もう遅かった。ジャイアントスカルはその大きな右手を振りかざし、俺たちを押しつぶそうとしてくる。
とっさに、俺はアナベルを突き飛ばした。
「ロック!」
くそ、このまま死んでたまるか。
「うおおおおおおお!」
身の丈ほどもあるスカルの右手を、俺はなんとか剣で受け止める。今までに感じたこともない重量が俺を襲うが、歯を食いしばってなんとか持ち堪える。
俺はDJでもサルのおもちゃでもない、剣士だ!
才能もスキルも何も持っちゃいないが、ここでこいつを食い止められなきゃ、何のために冒険者になったんだ!
「アナベル、今のうちに逃げろ……!」
「だ、駄目だよ……それじゃロックが」
それも悪くない。
女を守って死ねるなら、冒険者冥利に尽きるってもんだ。
「母親を……助けるんだろ……!」
スカルの右手の重量はどんどん増していく。

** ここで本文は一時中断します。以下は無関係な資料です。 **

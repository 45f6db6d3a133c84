use bevy_ecs::prelude::{Entity, Query, Res, ResMut};

use crate::bank::ElevatorBank;
use crate::building::{Direction, Floor};
use crate::clock::{CurrentEvent, EventKind, EventSubject, SimulationClock};
use crate::elevator::Elevator;
use crate::scenario::ElevatorTiming;

/// One movement step of an elevator car.
///
/// The car closes its doors, then either services a stop at its current
/// floor (opening the doors), moves one floor toward its next stop, or,
/// with nothing left to do, answers an outstanding hall call or parks.
pub fn elevator_step_system(
    mut clock: ResMut<SimulationClock>,
    event: Res<CurrentEvent>,
    timing: Res<ElevatorTiming>,
    banks: Query<&ElevatorBank>,
    mut elevators: Query<&mut Elevator>,
) {
    let Some(elevator_entity) = event.0.subject_elevator() else {
        log::warn!("elevator step event without an elevator subject");
        return;
    };
    let Ok(mut elevator) = elevators.get_mut(elevator_entity) else {
        log::warn!("elevator step for missing entity {elevator_entity:?}");
        return;
    };

    elevator.close_doors();

    if elevator.stops().is_empty() {
        match next_hall_call(&banks, elevator_entity, &elevator) {
            Some(floor) => {
                if let Err(err) = elevator.add_stop(floor) {
                    log::error!("hall call stop at {} rejected: {err}", floor.level());
                    elevator.set_direction(Direction::Idle);
                    elevator.set_stepping(false);
                    return;
                }
            }
            None => {
                elevator.set_direction(Direction::Idle);
                elevator.set_stepping(false);
                return;
            }
        }
    }

    let location = elevator.location();
    let now = clock.now();
    if elevator.has_stop(location) {
        if let Err(err) = elevator.remove_stop(location) {
            log::error!("could not clear serviced stop: {err}");
        }
        let direction = elevator.next_direction();
        elevator.set_direction(direction);
        elevator.open_doors();
        clock.schedule_at(
            now,
            EventKind::DoorsOpened,
            Some(EventSubject::Elevator(elevator_entity)),
        );
    } else {
        let direction = elevator.next_direction();
        elevator.set_direction(direction);
        let next = elevator.next_location();
        elevator.set_location(next);
        clock.schedule_at(
            now + timing.floor_travel_ms,
            EventKind::ElevatorStep,
            Some(EventSubject::Elevator(elevator_entity)),
        );
    }
}

/// The nearest outstanding hall call in the bank owning this car, if any.
/// Ties prefer the lower floor.
fn next_hall_call(
    banks: &Query<&ElevatorBank>,
    elevator_entity: Entity,
    elevator: &Elevator,
) -> Option<Floor> {
    let bank = banks
        .iter()
        .find(|bank| bank.elevators().contains(&elevator_entity))?;
    bank.outstanding_calls()
        .into_iter()
        .map(|(floor, _)| floor)
        .min_by_key(|floor| (elevator.distance(*floor), floor.level()))
}
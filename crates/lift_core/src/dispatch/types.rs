use bevy_ecs::prelude::Entity;

use crate::building::{Direction, Floor};

/// Snapshot of an elevator's state taken when a hall call is dispatched.
#[derive(Debug, Clone, Copy, PartialEq, Eq)]
pub struct ElevatorCandidate {
    pub entity: Entity,
    pub location: Floor,
    pub direction: Direction,
    pub next_location: Floor,
}

impl ElevatorCandidate {
    /// Floors between the car and the calling floor.
    pub fn distance(&self, floor: Floor) -> u32 {
        self.location.distance(floor)
    }

    /// Whether the car's next step takes it further from the calling floor.
    pub fn moving_away(&self, floor: Floor) -> bool {
        self.next_location.distance(floor) > self.location.distance(floor)
    }
}
//! Elevator car model: location, direction, stops, doors, and passengers.

use std::collections::{BTreeSet, HashSet};

use bevy_ecs::prelude::{Component, Entity};
use thiserror::Error;

use crate::building::{Direction, Floor};

pub const DEFAULT_CAPACITY: usize = 10;

#[derive(Debug, Error, PartialEq, Eq)]
pub enum ElevatorError {
    #[error("floor {level} is not served by this elevator")]
    InvalidFloor { level: u32 },
    #[error("floor {level} is not a scheduled stop")]
    NotAStop { level: u32 },
    #[error("doors are closed")]
    DoorsClosed,
    #[error("car is at capacity ({capacity})")]
    CapacityExceeded { capacity: usize },
    #[error("passenger is not in the car")]
    PassengerNotPresent,
}

/// An elevator car. Movement and door transitions are driven by the
/// event systems; this component holds the car state and the rules for
/// where it goes next.
#[derive(Debug, Clone, Component)]
pub struct Elevator {
    /// Floors this car serves, lowest first.
    floors: Vec<Floor>,
    location: Floor,
    direction: Direction,
    stops: BTreeSet<Floor>,
    doors_open: bool,
    passengers: HashSet<Entity>,
    capacity: usize,
    /// True while a movement event is pending for this car.
    stepping: bool,
}

impl Elevator {
    /// Car serving `floors` (lowest first), parked at the lowest floor.
    pub fn new(floors: Vec<Floor>, capacity: usize) -> Self {
        let location = floors.first().copied().unwrap_or_else(|| Floor::new(1));
        Self {
            floors,
            location,
            direction: Direction::Idle,
            stops: BTreeSet::new(),
            doors_open: false,
            passengers: HashSet::new(),
            capacity,
            stepping: false,
        }
    }

    /// Park the car at a different starting floor.
    pub fn with_starting_location(mut self, floor: Floor) -> Self {
        self.location = floor;
        self
    }

    pub fn floors(&self) -> &[Floor] {
        &self.floors
    }

    pub fn location(&self) -> Floor {
        self.location
    }

    pub fn set_location(&mut self, floor: Floor) {
        self.location = floor;
    }

    pub fn direction(&self) -> Direction {
        self.direction
    }

    pub fn set_direction(&mut self, direction: Direction) {
        self.direction = direction;
    }

    pub fn doors_open(&self) -> bool {
        self.doors_open
    }

    pub fn open_doors(&mut self) {
        self.doors_open = true;
    }

    pub fn close_doors(&mut self) {
        self.doors_open = false;
    }

    pub fn capacity(&self) -> usize {
        self.capacity
    }

    pub fn is_full(&self) -> bool {
        self.passengers.len() >= self.capacity
    }

    pub fn passengers(&self) -> &HashSet<Entity> {
        &self.passengers
    }

    pub fn contains(&self, person: Entity) -> bool {
        self.passengers.contains(&person)
    }

    pub fn stops(&self) -> &BTreeSet<Floor> {
        &self.stops
    }

    pub fn has_stop(&self, floor: Floor) -> bool {
        self.stops.contains(&floor)
    }

    pub fn stepping(&self) -> bool {
        self.stepping
    }

    pub fn set_stepping(&mut self, stepping: bool) {
        self.stepping = stepping;
    }

    /// Register a floor the car must stop at.
    pub fn add_stop(&mut self, floor: Floor) -> Result<(), ElevatorError> {
        if !self.floors.contains(&floor) {
            return Err(ElevatorError::InvalidFloor {
                level: floor.level(),
            });
        }
        self.stops.insert(floor);
        Ok(())
    }

    /// Clear a stop once the car has serviced it.
    pub fn remove_stop(&mut self, floor: Floor) -> Result<(), ElevatorError> {
        if !self.stops.remove(&floor) {
            return Err(ElevatorError::NotAStop {
                level: floor.level(),
            });
        }
        Ok(())
    }

    /// Board a passenger. The doors must be open and the car below capacity.
    pub fn enter(&mut self, person: Entity) -> Result<(), ElevatorError> {
        if !self.doors_open {
            return Err(ElevatorError::DoorsClosed);
        }
        if self.is_full() {
            return Err(ElevatorError::CapacityExceeded {
                capacity: self.capacity,
            });
        }
        self.passengers.insert(person);
        Ok(())
    }

    /// Let a passenger out. The doors must be open and the passenger aboard.
    pub fn exit(&mut self, person: Entity) -> Result<(), ElevatorError> {
        if !self.doors_open {
            return Err(ElevatorError::DoorsClosed);
        }
        if !self.passengers.remove(&person) {
            return Err(ElevatorError::PassengerNotPresent);
        }
        Ok(())
    }

    /// Floors between the car and `floor`.
    pub fn distance(&self, floor: Floor) -> u32 {
        self.location.distance(floor)
    }

    /// Whether the car's next step takes it further from `floor`.
    pub fn moving_away(&self, floor: Floor) -> bool {
        self.next_location().distance(floor) > self.location.distance(floor)
    }

    /// Where the car will be after one movement step, clamped to the floors
    /// it serves. An idle car stays put.
    pub fn next_location(&self) -> Floor {
        let step = self.direction.as_step();
        if step == 0 {
            return self.location;
        }
        let Some(index) = self.floors.iter().position(|f| *f == self.location) else {
            return self.location;
        };
        let last = self.floors.len().saturating_sub(1) as i64;
        let next = (index as i64 + step).clamp(0, last) as usize;
        self.floors[next]
    }

    /// The direction the car should travel next.
    ///
    /// At the lowest floor the only way is up, at the highest the only way
    /// is down. An idle car heads toward its nearest stop (lower floor wins
    /// ties) and stays idle with no stops. A moving car keeps its direction
    /// while at least one stop lies ahead, reverses when every stop is
    /// behind it, and goes idle when no stops remain.
    pub fn next_direction(&self) -> Direction {
        if let Some(first) = self.floors.first() {
            if self.location == *first {
                return Direction::Up;
            }
        }
        if let Some(last) = self.floors.last() {
            if self.location == *last {
                return Direction::Down;
            }
        }

        if self.direction == Direction::Idle {
            if self.stops.contains(&self.location) {
                return Direction::Idle;
            }
            let nearest = self
                .stops
                .iter()
                .min_by_key(|f| (self.location.distance(**f), f.level()));
            return match nearest {
                Some(stop) => self.location.direction_to(*stop),
                None => Direction::Idle,
            };
        }

        if self.stops.is_empty() {
            return Direction::Idle;
        }
        let moving_towards_stop = !self.stops.iter().all(|f| self.moving_away(*f));
        if moving_towards_stop {
            self.direction
        } else {
            self.direction.reversed()
        }
    }
}
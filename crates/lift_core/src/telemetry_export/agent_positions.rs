use std::error::Error;
use std::path::Path;
use std::sync::Arc;

use arrow::array::{ArrayRef, UInt64Array, UInt8Array};
use arrow::datatypes::Schema;

use crate::telemetry::SimSnapshots;

use super::utils::{
    direction_code, person_state_code, u64_field, u8_field, write_record_batch, AGENT_ELEVATOR,
    AGENT_PERSON,
};

/// One row per person and elevator per snapshot. For persons `state` is the
/// person state code; for elevators it is the travel direction code.
pub fn write_agent_positions_parquet<P: AsRef<Path>>(
    path: P,
    snapshots: &SimSnapshots,
) -> Result<(), Box<dyn Error>> {
    let mut timestamp_ms = Vec::new();
    let mut entity = Vec::new();
    let mut agent_type = Vec::new();
    let mut state = Vec::new();
    let mut floor = Vec::new();

    for snapshot in &snapshots.snapshots {
        for person in &snapshot.persons {
            timestamp_ms.push(snapshot.timestamp_ms);
            entity.push(person.entity.to_bits());
            agent_type.push(AGENT_PERSON);
            state.push(person_state_code(person.state));
            floor.push(person.floor.level() as u64);
        }
        for elevator in &snapshot.elevators {
            timestamp_ms.push(snapshot.timestamp_ms);
            entity.push(elevator.entity.to_bits());
            agent_type.push(AGENT_ELEVATOR);
            state.push(direction_code(elevator.direction));
            floor.push(elevator.floor.level() as u64);
        }
    }

    let schema = Schema::new(vec![
        u64_field("timestamp_ms"),
        u64_field("entity"),
        u8_field("agent_type"),
        u8_field("state"),
        u64_field("floor"),
    ]);

    let arrays: Vec<ArrayRef> = vec![
        Arc::new(UInt64Array::from(timestamp_ms)),
        Arc::new(UInt64Array::from(entity)),
        Arc::new(UInt8Array::from(agent_type)),
        Arc::new(UInt8Array::from(state)),
        Arc::new(UInt64Array::from(floor)),
    ];

    write_record_batch(path, schema, arrays)
}
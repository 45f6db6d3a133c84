//! Scenario setup: a building, its elevator banks, and a crowd of persons
//! with randomized day schedules.

mod build;
mod params;

pub use build::{build_scenario, random_day_schedule};
pub use params::{ElevatorTiming, ScenarioParams, SimulationEndTimeMs};
use bevy_ecs::prelude::World;
use rand::rngs::StdRng;
use rand::{Rng, SeedableRng};

use crate::bank::ElevatorBank;
use crate::building::{Building, Floor};
use crate::call_strategy::CallStrategy;
use crate::clock::SimulationClock;
use crate::dispatch::build_dispatch_algorithm;
use crate::elevator::Elevator;
use crate::scenario::params::{ElevatorTiming, ScenarioParams, SimulationEndTimeMs};
use crate::schedule::{DaySchedule, ScheduleEntry};
use crate::telemetry::{SimSnapshotConfig, SimSnapshots, SimTelemetry};

const ENTRY_LABELS: &[&str] = &["desk", "meeting", "coffee", "lunch", "visit", "lobby"];

/// Draw a day schedule of `entry_count` entries with start times uniform in
/// `[0, window_ms)`. Consecutive entries never target the same floor, so each
/// one is an actual ride from wherever the previous entry left the person.
pub fn random_day_schedule<R: Rng>(
    rng: &mut R,
    floors: &[Floor],
    home: Floor,
    entry_count: usize,
    window_ms: u64,
) -> DaySchedule {
    let mut day = DaySchedule::new();
    if floors.len() < 2 {
        return day;
    }

    let mut times: Vec<u64> = (0..entry_count)
        .map(|_| rng.gen_range(0..window_ms))
        .collect();
    times.sort_unstable();

    let mut previous = home;
    for (index, start_time_ms) in times.into_iter().enumerate() {
        let mut floor = floors[rng.gen_range(0..floors.len())];
        if floor == previous {
            let position = floors.iter().position(|f| *f == floor).unwrap_or(0);
            floor = floors[(position + 1) % floors.len()];
        }
        let label = ENTRY_LABELS[index % ENTRY_LABELS.len()];
        if let Err(err) = day.add_entry(ScheduleEntry::new(start_time_ms, floor, label)) {
            log::warn!("skipping schedule entry: {err}");
            continue;
        }
        previous = floor;
    }
    day
}

/// Populate `world` with a building, its elevator banks, and a crowd of
/// persons with randomized day schedules, plus every resource the runner
/// needs. Call [crate::runner::initialize_simulation] afterwards to kick
/// the day off.
pub fn build_scenario(world: &mut World, params: ScenarioParams) {
    let epoch_ms = params.epoch_ms.unwrap_or(0);
    let mut clock = SimulationClock::default();
    clock.set_epoch_ms(epoch_ms);
    world.insert_resource(clock);

    world.insert_resource(SimTelemetry::default());
    world.insert_resource(SimSnapshotConfig::default());
    world.insert_resource(SimSnapshots::default());
    world.insert_resource(ElevatorTiming {
        floor_travel_ms: params.floor_travel_ms,
        door_dwell_ms: params.door_dwell_ms,
    });
    if let Some(end_ms) = params.simulation_end_time_ms {
        world.insert_resource(SimulationEndTimeMs(end_ms));
    }

    world.insert_resource(build_dispatch_algorithm(&params.dispatch_algorithm));
    world.insert_resource(CallStrategy::new(
        params.call_strategy,
        params.seed.map(|seed| seed ^ 0x5eed_cafe),
    ));

    let building = Building::with_floor_count(params.floor_count as u32);
    let floors: Vec<Floor> = building.floors().to_vec();
    world.insert_resource(building);

    for _ in 0..params.bank_count {
        let mut bank = ElevatorBank::new(floors.clone());
        for _ in 0..params.elevators_per_bank {
            let elevator = world
                .spawn(Elevator::new(floors.clone(), params.elevator_capacity))
                .id();
            bank.register_elevator(elevator);
        }
        world.spawn(bank);
    }

    let seed = params.seed.unwrap_or(0);
    let mut rng = StdRng::seed_from_u64(seed);
    for _ in 0..params.num_persons {
        let home = floors[rng.gen_range(0..floors.len())];
        let entry_count = rng.gen_range(params.min_entries_per_person..=params.max_entries_per_person);
        let day = random_day_schedule(&mut rng, &floors, home, entry_count, params.schedule_window_ms);
        world.spawn((
            crate::ecs::Person {
                state: crate::ecs::PersonState::Resting,
                location: home,
            },
            day,
        ));
    }
}
use bevy_ecs::prelude::{Entity, Query, ResMut};

use crate::clock::{EventKind, EventSubject, SimulationClock};
use crate::ecs::{Person, PersonState};
use crate::schedule::DaySchedule;

/// Kicks off every person's day: schedules the first wake-up, or marks
/// people with an empty schedule as done.
pub fn simulation_started_system(
    mut clock: ResMut<SimulationClock>,
    mut persons: Query<(Entity, &mut Person, &DaySchedule)>,
) {
    let now = clock.now();
    for (entity, mut person, schedule) in persons.iter_mut() {
        match schedule.peek() {
            Some(entry) => {
                let wake_at = entry.start_time_ms.max(now);
                clock.schedule_at(
                    wake_at,
                    EventKind::PersonWake,
                    Some(EventSubject::Person(entity)),
                );
            }
            None => person.state = PersonState::Done,
        }
    }
}
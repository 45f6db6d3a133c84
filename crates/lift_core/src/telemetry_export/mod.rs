//! Parquet export of simulation telemetry for offline analysis.

mod agent_positions;
mod completed_trips;
mod snapshot_counts;
mod utils;

pub use agent_positions::write_agent_positions_parquet;
pub use completed_trips::write_completed_trips_parquet;
pub use snapshot_counts::write_snapshot_counts_parquet;
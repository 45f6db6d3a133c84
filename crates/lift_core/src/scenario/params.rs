use bevy_ecs::prelude::Resource;

use crate::call_strategy::CallStrategyKind;
use crate::clock::ONE_HOUR_MS;
use crate::dispatch::DispatchAlgorithmKind;
use crate::elevator::DEFAULT_CAPACITY;

/// Default window for schedule entries: a full working day (simulation ms).
const DEFAULT_SCHEDULE_WINDOW_MS: u64 = 8 * ONE_HOUR_MS;

/// Default time an elevator needs to travel one floor (simulation ms).
const DEFAULT_FLOOR_TRAVEL_MS: u64 = 2_000;

/// Default time doors stay open for boarding and alighting (simulation ms).
const DEFAULT_DOOR_DWELL_MS: u64 = 5_000;

/// Movement timing for every elevator in the simulation.
#[derive(Debug, Clone, Copy, Resource)]
pub struct ElevatorTiming {
    pub floor_travel_ms: u64,
    pub door_dwell_ms: u64,
}

impl Default for ElevatorTiming {
    fn default() -> Self {
        Self {
            floor_travel_ms: DEFAULT_FLOOR_TRAVEL_MS,
            door_dwell_ms: DEFAULT_DOOR_DWELL_MS,
        }
    }
}

/// Simulation end time in milliseconds. When set, the runner stops processing events
/// once the next event would be at or after this timestamp (so the simulation "ends" at this time).
#[derive(Debug, Clone, Copy, Resource)]
pub struct SimulationEndTimeMs(pub u64);

/// Parameters for building a simulation scenario.
#[derive(Debug, Clone)]
pub struct ScenarioParams {
    pub floor_count: usize,
    pub bank_count: usize,
    pub elevators_per_bank: usize,
    pub elevator_capacity: usize,
    pub num_persons: usize,
    pub min_entries_per_person: usize,
    pub max_entries_per_person: usize,
    /// Schedule entries land uniformly in [0, schedule_window_ms).
    pub schedule_window_ms: u64,
    pub seed: Option<u64>,
    /// Optional epoch for real-time conversion. If None, defaults to 0.
    pub epoch_ms: Option<i64>,
    pub floor_travel_ms: u64,
    pub door_dwell_ms: u64,
    pub dispatch_algorithm: DispatchAlgorithmKind,
    pub call_strategy: CallStrategyKind,
    /// Optional simulation end time in ms. If set, runner stops when next event >= this time.
    pub simulation_end_time_ms: Option<u64>,
}

impl Default for ScenarioParams {
    fn default() -> Self {
        Self {
            floor_count: 10,
            bank_count: 1,
            elevators_per_bank: 2,
            elevator_capacity: DEFAULT_CAPACITY,
            num_persons: 50,
            min_entries_per_person: 2,
            max_entries_per_person: 5,
            schedule_window_ms: DEFAULT_SCHEDULE_WINDOW_MS,
            seed: None,
            epoch_ms: None,
            floor_travel_ms: DEFAULT_FLOOR_TRAVEL_MS,
            door_dwell_ms: DEFAULT_DOOR_DWELL_MS,
            dispatch_algorithm: DispatchAlgorithmKind::default(),
            call_strategy: CallStrategyKind::default(),
            simulation_end_time_ms: None,
        }
    }
}

impl ScenarioParams {
    pub fn with_seed(mut self, seed: u64) -> Self {
        self.seed = Some(seed);
        self
    }

    pub fn with_floor_count(mut self, floor_count: usize) -> Self {
        self.floor_count = floor_count;
        self
    }

    pub fn with_bank_count(mut self, bank_count: usize) -> Self {
        self.bank_count = bank_count;
        self
    }

    pub fn with_elevators_per_bank(mut self, elevators_per_bank: usize) -> Self {
        self.elevators_per_bank = elevators_per_bank;
        self
    }

    pub fn with_elevator_capacity(mut self, capacity: usize) -> Self {
        self.elevator_capacity = capacity;
        self
    }

    pub fn with_num_persons(mut self, num_persons: usize) -> Self {
        self.num_persons = num_persons;
        self
    }

    /// Entries per person: min..=max, drawn per person.
    pub fn with_entries_per_person(mut self, min_entries: usize, max_entries: usize) -> Self {
        self.min_entries_per_person = min_entries;
        self.max_entries_per_person = max_entries;
        self
    }

    /// Set the schedule window in hours (entries start uniformly in [0, hours] sim time).
    pub fn with_schedule_window_hours(mut self, hours: u64) -> Self {
        self.schedule_window_ms = hours * ONE_HOUR_MS;
        self
    }

    /// Set the epoch in milliseconds (real-world time corresponding to simulation time 0).
    pub fn with_epoch_ms(mut self, epoch_ms: i64) -> Self {
        self.epoch_ms = Some(epoch_ms);
        self
    }

    pub fn with_elevator_timing(mut self, floor_travel_ms: u64, door_dwell_ms: u64) -> Self {
        self.floor_travel_ms = floor_travel_ms;
        self.door_dwell_ms = door_dwell_ms;
        self
    }

    pub fn with_dispatch_algorithm(mut self, kind: DispatchAlgorithmKind) -> Self {
        self.dispatch_algorithm = kind;
        self
    }

    pub fn with_call_strategy(mut self, kind: CallStrategyKind) -> Self {
        self.call_strategy = kind;
        self
    }

    /// Set simulation end time in ms. Runner stops when the next event is at or after this time.
    pub fn with_simulation_end_time_ms(mut self, end_ms: u64) -> Self {
        self.simulation_end_time_ms = Some(end_ms);
        self
    }
}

剣の前に俺の身体が壊れてしまいそうだ。それでも諦められない、俺は絶対に腐らない。
その思いだけで、俺は踏ん張っている。
気分は主人公だった。ヒロインはアナベル。俺は彼女を守って死にかけるが、なんだかんだで生き残る。なんだかんだ2人は恋に落ち、なんだかんだで幸せなハッピーエンドを迎える。
命を賭して立ち向かっているように見えて、結局そういう有耶無耶なご都合主義が起こることを心の奥底で望んでいる。いや、盲信している。死ぬ覚悟なんて本当はできてないのが見え見えだ。
だから俺は主人公にはなれない。
終わり方は実に呆気なかった。
痺れを切らしたジャイアントスカルは、左手の中指を立てて、
そのままそれを俺の胸に突き刺した。
「あ」
一瞬だけ全身がひどく熱くなり、その後は強烈な寒気とともに震えだす。せりあがってきた血の味が口の中を包み、吐き気とともに口外へ噴出する。中指が勢いよく引き抜かれ、俺は糸が切れた人形のようにその場に倒れ込む。
なんだこれ、目蓋にすら力が入らない。
マジで死ぬのか俺。
少し後悔する。
なんで格好つけてこんなことをしてしまったんだろう。どうして才能もないのに勇者を志してしまったんだろう。
死ぬのが怖い。ぶっちゃけ、かなり、結構怖くなってきた。あれだけ啖呵を切っておいて、情けない話だ。
……いや、でも……アナベルが死ぬよりはマシか。
願わくば、彼女が生き残って、母親にこう伝えてくれることを望む。
DJロックは、勇敢な男だったと。
それだけでいい。
ブツン、と意識の途切れる音がした。